Coates v. Boston & Maine Railroad

153 Mass. 297 | Mass. | 1891

Holmes, J.

This is an action for personal injuries, and the question is whether there was any evidence on which the plaintiff was entitled to go to the jury. There was evidence tending to prove the following facts.

A train with coal cars in the middle and box cars behind them was to be broken up in the defendant’s Lynn freight yard. As the train was about to start, the plaintiff, a brakeman, was ordered by the conductor, under whom he was working, to separate the box cars from the coal cars, and to fide upon one of the coal cars, probably for the purpose of pulling out the pin and separating the box cars behind. He started to get on the rear coal car from the side, put one hand on the top, and tried to put his left foot on the jaw-strap, an iron bar running below and between the ends of the axles out of sight under the body of the car. The jaw-strap was not there, the plaintiff’s foot went on to the rail, the train was just starting, and his foot was crushed.

The jaw-strap was intended only to strengthen the car. But the coal cars are not provided with any means for getting upon them, and the usual way in which the men got upon them was over the side, using the jaw-strap as the plaintiff attempted to do. The jury were warranted in finding that the plaintiff, although not directed to get upon this particular car, naturally would do so, and would be expected to do so in carrying out his orders, and in the way in which he did, and that he might have done so prudently if the jaw-strap had been there. We cannot say, as matter of law, that there was no prudent way of getting on to this kind of car for men experienced in the business, or that the way adopted was not the best. The conductor might have been found free from negligence in giving the order, even if he had ordered the plaintiff to get directly upon this car, as he did not know of the absence of the jaw-strap, so far as appears. On the other hand, there was evidence that the jaw-strap had been gone for some time, from which it might be inferred that the company knew of its absence, so that the jury might have found that the company ordered the plaintiff into a place where *299there was a concealed danger known to the company, and not known to the plaintiff or to the superior servant giving the order, and of which the plaintiff received no warning. If they had found these facts, they might have found that the plaintiff was not negligent in not looking before he stepped, in view of the order of the company and of the haste necessary under the circumstances. See Lawless v. Connecticut River Railroad, 136 Mass. 1.

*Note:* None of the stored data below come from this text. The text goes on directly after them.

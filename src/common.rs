//! Common types for 2048: directions, move results and errors.

use crate::config::BOARD_SIZE;
use crate::game::GameStatus;

/// Direction tiles travel during a slide.
#[derive(Debug, Clone, Copy, PartialEq, Eq, Hash)]
#[cfg_attr(feature = "std", derive(serde::Serialize, serde::Deserialize))]
pub enum Direction {
    Left,
    Right,
    Up,
    Down,
}

impl Direction {
    /// Every direction, in the order the AI breaks ties.
    pub const ALL: [Direction; 4] = [
        Direction::Left,
        Direction::Up,
        Direction::Right,
        Direction::Down,
    ];

    /// Board cell visited at `step` of `lane` when sliding this way.
    ///
    /// Step 0 is the cell on the edge tiles slide toward, so every lane reads
    /// as a sequence compacting toward index 0.
    #[inline]
    pub const fn cell(self, lane: usize, step: usize) -> (usize, usize) {
        let last = BOARD_SIZE - 1;
        match self {
            Direction::Left => (lane, step),
            Direction::Right => (lane, last - step),
            Direction::Up => (step, lane),
            Direction::Down => (last - step, lane),
        }
    }

    pub const fn name(self) -> &'static str {
        match self {
            Direction::Left => "left",
            Direction::Right => "right",
            Direction::Up => "up",
            Direction::Down => "down",
        }
    }
}

impl core::fmt::Display for Direction {
    fn fmt(&self, f: &mut core::fmt::Formatter<'_>) -> core::fmt::Result {
        f.pad(self.name())
    }
}

/// Result of a single slide.
#[derive(Debug, Clone, Copy, PartialEq, Eq, Default)]
#[cfg_attr(feature = "std", derive(serde::Serialize, serde::Deserialize))]
pub struct MoveOutcome {
    /// Whether any cell changed.
    pub moved: bool,
    /// Score earned by merges during the slide.
    pub gained: u64,
}

/// A tile placed by the spawner.
#[derive(Debug, Clone, Copy, PartialEq, Eq)]
#[cfg_attr(feature = "std", derive(serde::Serialize, serde::Deserialize))]
pub struct TileSpawn {
    pub row: usize,
    pub col: usize,
    pub value: u32,
}

/// Errors returned by Board operations.
#[derive(Debug, Clone, Copy, PartialEq, Eq)]
pub enum BoardError {
    /// Row or column is outside the board.
    IndexOutOfBounds { row: usize, col: usize },
    /// Cell value is neither empty nor a power of two of at least 2.
    InvalidTile { row: usize, col: usize, value: u32 },
}

impl core::fmt::Display for BoardError {
    fn fmt(&self, f: &mut core::fmt::Formatter<'_>) -> core::fmt::Result {
        match self {
            BoardError::IndexOutOfBounds { row, col } => {
                write!(f, "Cell ({}, {}) is outside the board", row, col)
            }
            BoardError::InvalidTile { row, col, value } => {
                write!(f, "Cell ({}, {}) holds invalid tile value {}", row, col, value)
            }
        }
    }
}

/// Errors returned by the game engine.
#[derive(Debug, Clone, Copy, PartialEq, Eq)]
pub enum GameError {
    /// The operation is not allowed in the engine's current status.
    InvalidState { status: GameStatus },
    /// A tile was requested but every cell is occupied.
    NoEmptyCell,
    /// Underlying board error.
    Board(BoardError),
}

impl From<BoardError> for GameError {
    fn from(err: BoardError) -> Self {
        GameError::Board(err)
    }
}

impl core::fmt::Display for GameError {
    fn fmt(&self, f: &mut core::fmt::Formatter<'_>) -> core::fmt::Result {
        match self {
            GameError::InvalidState { status } => {
                write!(f, "Operation not allowed while the game is {}", status)
            }
            GameError::NoEmptyCell => write!(f, "No empty cell left for a new tile"),
            GameError::Board(e) => write!(f, "Board error: {}", e),
        }
    }
}

#[cfg(feature = "std")]
impl std::error::Error for BoardError {}

#[cfg(feature = "std")]
impl std::error::Error for GameError {}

We do not consider whether, in view of the constant use of the jaw-strap as a means of getting upon the car and the fact that we cannot pronounce it to be a negligent use, the company might not properly be taken to have notice of it, and if it did not prohibit such use, which probably would have seemed absurd to all concerned, then to be bound to see that the jaw-strap was reasonably safe for this secondary use, although not that for which it was designed. No such question is open on the exceptions.

We do not put our decision on the identification of master and servant, and a* union of the knowledge of the corporation and the command of the conductor in one person, by a fiction. But we think the jury might have found, at least, this negli. gence on the part of the corporation: that, knowing the condition of the car, it put a conductor there with men under him, having reasonable ground to anticipate that such orders would be given as were given, without warning either him or the men.

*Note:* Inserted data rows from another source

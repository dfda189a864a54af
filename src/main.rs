#[cfg(not(feature = "std"))]
fn main() {}

#[cfg(feature = "std")]
use std::path::PathBuf;

#[cfg(feature = "std")]
use clap::{Parser, Subcommand};
#[cfg(feature = "std")]
use twenty48::{
    init_logging, AiPlayer, CliPlayer, FileStore, GameEngine, GameStatus, RngSource, ScoreStore,
    Session,
};

#[cfg(feature = "std")]
use rand::rngs::SmallRng;
#[cfg(feature = "std")]
use rand::SeedableRng;

#[derive(Parser)]
#[command(author, version, about, long_about = None)]
#[cfg(feature = "std")]
struct Cli {
    #[command(subcommand)]
    command: Commands,
}

#[derive(Subcommand)]
#[cfg(feature = "std")]
enum Commands {
    /// Play interactively in the terminal.
    Play {
        #[arg(long, help = "Fix RNG seed for reproducible games (e.g., --seed 12345)")]
        seed: Option<u64>,
        #[arg(long, default_value = "best_score.txt")]
        best_file: PathBuf,
    },
    /// Let the greedy AI play one or more games.
    Auto {
        #[arg(long, help = "Fix RNG seed for reproducible games (e.g., --seed 12345)")]
        seed: Option<u64>,
        #[arg(long, default_value_t = 1)]
        games: u32,
        #[arg(long, default_value = "best_score.txt")]
        best_file: PathBuf,
    },
}

#[cfg(feature = "std")]
fn make_rng(seed: Option<u64>) -> SmallRng {
    if let Some(s) = seed {
        println!("Using fixed seed: {} (game will be reproducible)", s);
        SmallRng::seed_from_u64(s)
    } else {
        let mut seed_rng = rand::rng();
        SmallRng::from_rng(&mut seed_rng)
    }
}

#[cfg(feature = "std")]
fn main() -> anyhow::Result<()> {
    init_logging();
    let cli = Cli::parse();

    match cli.command {
        Commands::Play { seed, best_file } => {
            let store = FileStore::new(best_file);
            let player = CliPlayer::with_best(store.get());
            let engine = GameEngine::new(RngSource::new(make_rng(seed)));
            let mut session = Session::new(engine, player, store);
            let report = session.play()?;
            println!(
                "Final score: {} (best {}, kept in {})",
                report.score,
                session.store().get(),
                session.store().path().display()
            );
        }
        Commands::Auto {
            seed,
            games,
            best_file,
        } => {
            let store = FileStore::new(best_file);
            let engine = GameEngine::new(RngSource::new(make_rng(seed)));
            let mut session = Session::new(engine, AiPlayer::new(), store);
            let mut wins = 0;
            for game in 1..=games {
                let report = session.play()?;
                if report.status == GameStatus::Won {
                    wins += 1;
                }
                println!(
                    "game {:>3}: {:<7} score {:>7}  max tile {:>5}  moves {:>5}",
                    game, report.status, report.score, report.max_tile, report.moves
                );
            }
            println!(
                "{} of {} games won, best score {}",
                wins,
                games,
                session.store().get()
            );
        }
    }
    Ok(())
}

In order to connect this anterior negligence of the corporation with the plaintiff’s injury, it was necessary to show that the plaintiff actually was ordered into the dangerous place. The jury might have inferred that the fair import of the order was to get on to the last coal car from a consideration of what was to be done.

Evidence that it was customary for brakemen on the Eastern Railroad, and especially in that yard, to get qn over the side, was admissible to show that the order also fairly implied that the plaintiff should get on in the usual way, as he tried to do.

We are far from saying that the broader considerations laid before the jury were not correct, but we confine our decision to what is sufficient to dispose of the exceptions.

Exceptions overruled.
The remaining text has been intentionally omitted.